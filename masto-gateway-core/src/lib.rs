//! Core wire-shape types for masto-gateway.
//!
//! This crate provides the transport-independent pieces used by the
//! `masto-gateway` client crate.
//!
//! ## Modules
//!
//! - `error`: Error kinds and the classified API error
//! - `transform`: Recursive key case conversion for JSON payloads
//! - `flatten`: Bracket-notation flattening for form encoded bodies
//! - `version`: Remote version parsing and version gating
//! - `link`: `Link` response header parsing

mod error;
mod flatten;
mod link;
mod transform;
mod version;

pub use error::*;
pub use flatten::*;
pub use link::*;
pub use transform::*;
pub use version::*;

■ Exercise brief ■
Nothing but the complete listing, repeated exactly, belongs in the answer.

■ Task solution ■
filename masto-gateway-core/src/lib.rs
//! Core wire-shape types for masto-gateway.
//!
//! This crate provides the transport-independent pieces used by the
//! `masto-gateway` client crate.
//!
//! ## Modules
//!
//! - `error`: Error kinds and the classified API error
//! - `transform`: Recursive key case conversion for JSON payloads
//! - `flatten`: Bracket-notation flattening for form encoded bodies
//! - `version`: Remote version parsing and version gating
//! - `link`: `Link` response header parsing

mod error;
mod flatten;
mod link;
mod transform;
mod version;

pub use error::*;
pub use flatten::*;
pub use link::*;
pub use transform::*;
pub use version::*;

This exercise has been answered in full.